AMPYR Energy USA will be headquartered in New York and is targeting to build a 5GW utility-scale solar PV platform across multiple US markets. With experienced renewables development professionals on the ground, the newly-created company will continue to leverage AGP’s experience in developing large-scale renewable power projects globally, and Hartree’s cutting-edge power trading analytics and zero-carbon solutions.

“With the Federal and State goals for accelerating the energy transition, the US will be one of the fastest growing solar markets in the world and a core strategic priority in realizing AMPYR’s ambition of becoming one of the largest independent renewables developer and operator globally,” said Saurabh Beniwal, Partner at AGP and Board Chair for AMPYR USA.

Since its inception in February 2021, Hartree and AGP’s European solar venture, AMPYR Solar Europe (ASE), is making swift progress towards its goal of rolling out 5GW of large-scale solar projects to establish itself as one of the largest utility scale solar platforms in Europe.
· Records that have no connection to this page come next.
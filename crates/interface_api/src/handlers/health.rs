//! Health check handlers

use axum::{extract::State, http::StatusCode, Json};
use serde::Serialize;

use crate::AppState;

#[derive(Serialize)]
pub struct HealthResponse {
    pub status: String,
    pub version: String,
}

/// Health check endpoint
pub async fn health_check() -> Json<HealthResponse> {
    Json(HealthResponse {
        status: "healthy".to_string(),
        version: env!("CARGO_PKG_VERSION").to_string(),
    })
}

/// Readiness check (includes database when one is attached)
pub async fn readiness_check(
    State(state): State<AppState>,
) -> Result<Json<HealthResponse>, StatusCode> {
    if let Some(pool) = &state.pool {
        sqlx::query("SELECT 1")
            .fetch_one(pool)
            .await
            .map_err(|_| StatusCode::SERVICE_UNAVAILABLE)?;
    }

    Ok(Json(HealthResponse {
        status: "ready".to_string(),
        version: env!("CARGO_PKG_VERSION").to_string(),
    }))
}
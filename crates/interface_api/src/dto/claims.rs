//! Claims DTOs

use chrono::{DateTime, Utc};
use rust_decimal::Decimal;
use serde::{Deserialize, Serialize};
use validator::Validate;

use domain_claims::Claim;

/// The text fields of a claim submission
///
/// Arrives as multipart form fields alongside the supporting document;
/// the handler assembles this struct from the parts before validating it.
#[derive(Debug, Default, Deserialize, Validate)]
pub struct SubmitClaimFields {
    #[validate(length(min = 1, max = 200, message = "Lecturer name must be 1-200 characters"))]
    pub lecturer_name: String,
    pub hours_worked: Option<Decimal>,
    pub hourly_rate: Option<Decimal>,
    /// ISO 4217 code; defaults to ZAR when absent
    pub currency: Option<String>,
    #[validate(length(max = 1000, message = "Notes are limited to 1000 characters"))]
    pub notes: Option<String>,
}

#[derive(Debug, Serialize)]
pub struct ClaimResponse {
    pub id: String,
    pub lecturer_name: String,
    pub lecturer_id: String,
    pub hours_worked: Decimal,
    pub hourly_rate: Decimal,
    pub currency: String,
    pub total_salary: Decimal,
    pub status: String,
    pub submitted_at: DateTime<Utc>,
    pub updated_at: DateTime<Utc>,
    #[serde(skip_serializing_if = "Option::is_none")]
    pub notes: Option<String>,
    pub document_path: String,
}

impl From<Claim> for ClaimResponse {
    fn from(claim: Claim) -> Self {
        Self {
            id: claim.id.to_string(),
            lecturer_name: claim.lecturer_name.clone(),
            lecturer_id: claim.lecturer_id.to_string(),
            hours_worked: claim.hours_worked,
            hourly_rate: claim.hourly_rate.round_to_currency().amount(),
            currency: claim.hourly_rate.currency().code().to_string(),
            total_salary: claim.total_salary().round_to_currency().amount(),
            status: claim.status.to_string(),
            submitted_at: claim.submitted_at,
            updated_at: claim.updated_at,
            notes: claim.notes,
            document_path: claim.document_path,
        }
    }
}
//! API configuration

use serde::Deserialize;

/// API configuration
#[derive(Debug, Clone, Deserialize)]
pub struct ApiConfig {
    /// Server host
    pub host: String,
    /// Server port
    pub port: u16,
    /// JWT secret for authentication
    pub jwt_secret: String,
    /// JWT expiration in seconds
    pub jwt_expiration_secs: u64,
    /// Database URL
    pub database_url: String,
    /// Directory uploaded claim documents are written to
    pub upload_dir: String,
    /// Directory generated reports are written to
    pub report_dir: String,
    /// Log level
    pub log_level: String,
}

impl Default for ApiConfig {
    fn default() -> Self {
        Self {
            host: "0.0.0.0".to_string(),
            port: 8080,
            jwt_secret: "change-me-in-production".to_string(),
            jwt_expiration_secs: 3600,
            database_url: "postgres://localhost/claims".to_string(),
            upload_dir: "uploads".to_string(),
            report_dir: "reports".to_string(),
            log_level: "info".to_string(),
        }
    }
}

impl ApiConfig {
    /// Loads configuration from environment
    pub fn from_env() -> Result<Self, config::ConfigError> {
        config::Config::builder()
            .add_source(config::Environment::with_prefix("API"))
            .build()?
            .try_deserialize()
    }

    /// Returns the server address
    pub fn server_addr(&self) -> String {
        format!("{}:{}", self.host, self.port)
    }
}
//! Core error types used across the system

use thiserror::Error;
use crate::money::MoneyError;

/// Core error type for the kernel
#[derive(Debug, Error)]
pub enum CoreError {
    #[error("Money error: {0}")]
    Money(#[from] MoneyError),

    #[error("Validation error: {0}")]
    Validation(String),

    #[error("Invalid state transition: {0}")]
    InvalidStateTransition(String),

    #[error("Not found: {0}")]
    NotFound(String),

    #[error("Configuration error: {0}")]
    Configuration(String),
}

impl CoreError {
    pub fn validation(message: impl Into<String>) -> Self {
        CoreError::Validation(message.into())
    }

    pub fn invalid_state(message: impl Into<String>) -> Self {
        CoreError::InvalidStateTransition(message.into())
    }

    pub fn not_found(message: impl Into<String>) -> Self {
        CoreError::NotFound(message.into())
    }
}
ASE also recently closed a €400 million facility to support this plan.

Following in the footsteps of ASE, expectations are equally high for AMPYR USA.

“We are excited to take another step forward with AGP into the US market,” said Stephen Semlitz, Managing Director of Hartree. “This new venture allows us to further demonstrate our decades of experience in finding investment solutions, consulting, and generating sustainable and commercially viable strategies for energy renewal and regeneration.”